(Collected data entries)

______________________________

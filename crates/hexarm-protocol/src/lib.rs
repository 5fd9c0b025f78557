//! # Hexarm Protocol
//!
//! Firmata AccelStepper 子系统的报文定义（无硬件依赖）
//!
//! ## 模块
//!
//! - `ids`: sysex 命令常量定义
//! - `codec`: 7-bit 打包、32 位有符号位置、自定义浮点数编解码
//! - `command`: 主机 → 微控制器命令帧构建
//! - `reply`: 微控制器 → 主机回复帧解析
//!
//! ## 帧格式
//!
//! 所有报文走 Firmata sysex 通道：`0xF0 0x62 <子命令> <载荷…> 0xF7`。
//! 载荷中每个字节必须 ≤ 0x7F（Firmata 的 7-bit 数据约束），
//! 多字节数值由 `codec` 模块负责拆分与重组。

pub mod codec;
pub mod command;
pub mod ids;
pub mod reply;

// 重新导出常用类型
pub use codec::{decode_i32, decode_unit_float, encode_i32, encode_unit_float};
pub use command::Command;
pub use ids::*;
pub use reply::{Reply, ReplyKind, SysexScanner};

use thiserror::Error;

/// 一台机械臂的步进设备数量上限
///
/// Firmata AccelStepper 本身允许 10 个设备，本协议栈固定服务
/// 六关节臂，设备号 0..=5。
pub const MAX_DEVICES: u8 = 6;

/// 步进设备索引（0..=5）
///
/// NewType 封装，构造时做范围检查，杜绝把关节序号和引脚号混用。
#[derive(Debug, Clone, Copy, PartialEq, Eq, Hash, PartialOrd, Ord)]
#[cfg_attr(feature = "serde", derive(serde::Serialize, serde::Deserialize))]
pub struct DeviceIndex(u8);

impl DeviceIndex {
    /// 创建设备索引（范围检查）
    pub fn new(index: u8) -> Result<Self, ProtocolError> {
        if index < MAX_DEVICES {
            Ok(DeviceIndex(index))
        } else {
            Err(ProtocolError::DeviceOutOfRange { index })
        }
    }

    /// 获取原始索引值
    #[inline]
    pub const fn value(self) -> u8 {
        self.0
    }

    /// 作为数组下标使用
    #[inline]
    pub const fn index(self) -> usize {
        self.0 as usize
    }
}

impl std::fmt::Display for DeviceIndex {
    fn fmt(&self, f: &mut std::fmt::Formatter<'_>) -> std::fmt::Result {
        write!(f, "device {}", self.0)
    }
}

/// 协议编解码错误类型
#[derive(Error, Debug)]
pub enum ProtocolError {
    #[error("Unexpected end of sysex payload: need {needed} more byte(s)")]
    UnexpectedEnd { needed: usize },

    #[error("Unknown AccelStepper subcommand: 0x{subcommand:02X}")]
    InvalidSubcommand { subcommand: u8 },

    #[error("Device index out of range: {index} (max {})", MAX_DEVICES - 1)]
    DeviceOutOfRange { index: u8 },

    #[error("Non-data byte 0x{byte:02X} inside sysex payload")]
    NonDataByte { byte: u8 },
}
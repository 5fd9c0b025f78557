//! 笛卡尔位姿
//!
//! 对外边界的位姿表示：平移用毫米，姿态用 ZYX 欧拉角（角度制）。
//! 与 4×4 齐次变换矩阵互转的公式固定为：
//!
//! ```text
//! build:   T = Trans(x,y,z) · Rz(rz) · Ry(ry) · Rx(rx)
//! extract: ry = atan2(-T[2][0], √(T[0][0]² + T[1][0]²))
//!          rx = atan2(T[2][1]/cos ry, T[2][2]/cos ry)
//!          rz = atan2(T[1][0]/cos ry, T[0][0]/cos ry)
//! ```
//!
//! `ry = ±90°` 是欧拉角固有的万向锁点，此时 rx/rz 的拆分由浮点
//! 噪声决定（提取值仍然合法，只是不唯一）。

use nalgebra::Matrix4;

use crate::units::Deg;

/// 末端位姿（x/y/z 毫米，rx/ry/rz 角度）
#[derive(Debug, Clone, Copy, PartialEq)]
#[cfg_attr(feature = "serde", derive(serde::Serialize, serde::Deserialize))]
pub struct Pose {
    pub x: f64,
    pub y: f64,
    pub z: f64,
    pub rx: Deg,
    pub ry: Deg,
    pub rz: Deg,
}

impl Pose {
    pub const fn new(x: f64, y: f64, z: f64, rx: Deg, ry: Deg, rz: Deg) -> Self {
        Pose {
            x,
            y,
            z,
            rx,
            ry,
            rz,
        }
    }

    /// 由齐次变换矩阵提取位姿
    pub fn from_matrix(t: &Matrix4<f64>) -> Self {
        let ry = (-t[(2, 0)]).atan2((t[(0, 0)] * t[(0, 0)] + t[(1, 0)] * t[(1, 0)]).sqrt());
        let c = ry.cos();
        let rx = (t[(2, 1)] / c).atan2(t[(2, 2)] / c);
        let rz = (t[(1, 0)] / c).atan2(t[(0, 0)] / c);
        Pose {
            x: t[(0, 3)],
            y: t[(1, 3)],
            z: t[(2, 3)],
            rx: Deg(rx.to_degrees()),
            ry: Deg(ry.to_degrees()),
            rz: Deg(rz.to_degrees()),
        }
    }

    /// 构建齐次变换矩阵
    pub fn build(&self) -> Matrix4<f64> {
        let (sx, cx) = self.rx.to_rad().0.sin_cos();
        let (sy, cy) = self.ry.to_rad().0.sin_cos();
        let (sz, cz) = self.rz.to_rad().0.sin_cos();
        #[rustfmt::skip]
        let t = Matrix4::new(
            cz * cy, cz * sy * sx - sz * cx, cz * sy * cx + sz * sx, self.x,
            sz * cy, sz * sy * sx + cz * cx, sz * sy * cx - cz * sx, self.y,
            -sy,     cy * sx,                cy * cx,                self.z,
            0.0,     0.0,                    0.0,                    1.0,
        );
        t
    }

    /// 两个位姿之间的逐分量线性插值（`s ∈ [0, 1]`）
    ///
    /// 欧拉角按普通分量插值，不做 ±180° 回绕处理；跨缝的姿态
    /// 插值会走远路，调用方需避开。
    pub fn lerp(&self, target: &Pose, s: f64) -> Pose {
        let mix = |a: f64, b: f64| (1.0 - s) * a + s * b;
        Pose {
            x: mix(self.x, target.x),
            y: mix(self.y, target.y),
            z: mix(self.z, target.z),
            rx: Deg(mix(self.rx.0, target.rx.0)),
            ry: Deg(mix(self.ry.0, target.ry.0)),
            rz: Deg(mix(self.rz.0, target.rz.0)),
        }
    }

    /// 平移分量之间的欧氏距离（毫米）
    pub fn translation_distance(&self, other: &Pose) -> f64 {
        let dx = self.x - other.x;
        let dy = self.y - other.y;
        let dz = self.z - other.z;
        (dx * dx + dy * dy + dz * dz).sqrt()
    }
}

impl std::fmt::Display for Pose {
    fn fmt(&self, f: &mut std::fmt::Formatter<'_>) -> std::fmt::Result {
        write!(
            f,
            "({:.3}, {:.3}, {:.3}, rx={:.3}, ry={:.3}, rz={:.3})",
            self.x, self.y, self.z, self.rx.0, self.ry.0, self.rz.0
        )
    }
}

/// 把幅值小于 1e-10 的矩阵元素归零
///
/// 用于生成干净的测试基准和日志输出；运动学计算本身使用原始
/// 矩阵，保证与提取公式的行为一致。
pub fn clean(t: &Matrix4<f64>) -> Matrix4<f64> {
    t.map(|v| if v.abs() < 1e-10 { 0.0 } else { v })
}

#[cfg(test)]
mod tests {
    use super::*;

    #[test]
    fn test_build_identity_orientation() {
        let pose = Pose::new(10.0, 20.0, 30.0, Deg(0.0), Deg(0.0), Deg(0.0));
        let t = pose.build();
        assert_eq!(t[(0, 0)], 1.0);
        assert_eq!(t[(1, 1)], 1.0);
        assert_eq!(t[(2, 2)], 1.0);
        assert_eq!(t[(0, 3)], 10.0);
        assert_eq!(t[(2, 3)], 30.0);
    }

    #[test]
    fn test_build_s4_orientation() {
        // (rx=180, ry=0, rz=180) → 末端 z 轴朝向 -z
        let pose = Pose::new(0.0, 0.0, 0.0, Deg(180.0), Deg(0.0), Deg(180.0));
        let t = clean(&pose.build());
        assert_eq!(t[(0, 0)], -1.0);
        assert_eq!(t[(1, 1)], 1.0);
        assert_eq!(t[(2, 2)], -1.0);
    }

    #[test]
    fn test_extract_build_roundtrip() {
        let pose = Pose::new(100.0, -50.0, 300.0, Deg(30.0), Deg(-40.0), Deg(120.0));
        let back = Pose::from_matrix(&pose.build());
        assert!((back.x - pose.x).abs() < 1e-9);
        assert!((back.rx.0 - 30.0).abs() < 1e-9);
        assert!((back.ry.0 + 40.0).abs() < 1e-9);
        assert!((back.rz.0 - 120.0).abs() < 1e-9);
    }

    #[test]
    fn test_lerp_endpoints_and_midpoint() {
        let a = Pose::new(0.0, 0.0, 0.0, Deg(0.0), Deg(0.0), Deg(0.0));
        let b = Pose::new(50.0, -10.0, 20.0, Deg(90.0), Deg(10.0), Deg(-30.0));
        let start = a.lerp(&b, 0.0);
        let end = a.lerp(&b, 1.0);
        let mid = a.lerp(&b, 0.5);
        assert_eq!(start, a);
        assert_eq!(end, b);
        assert!((mid.x - 25.0).abs() < 1e-12);
        assert!((mid.rx.0 - 45.0).abs() < 1e-12);
    }

    #[test]
    fn test_clean_flushes_noise() {
        let mut t = Matrix4::<f64>::identity();
        t[(0, 1)] = 1e-16;
        t[(2, 0)] = -3e-11;
        let cleaned = clean(&t);
        assert_eq!(cleaned[(0, 1)], 0.0);
        assert_eq!(cleaned[(2, 0)], 0.0);
        assert_eq!(cleaned[(0, 0)], 1.0);
    }

    #[test]
    fn test_translation_distance() {
        let a = Pose::new(0.0, 0.0, 0.0, Deg(0.0), Deg(0.0), Deg(0.0));
        let b = Pose::new(3.0, 4.0, 0.0, Deg(0.0), Deg(0.0), Deg(0.0));
        assert!((a.translation_distance(&b) - 5.0).abs() < 1e-12);
    }
}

______________________________

◆ **Exercise**
What is needed is a copy of every line above in which "usize" appears.

◆ **Result below**
    pub const fn index(self) -> usize {
        self.0 as usize
    UnexpectedEnd { needed: usize },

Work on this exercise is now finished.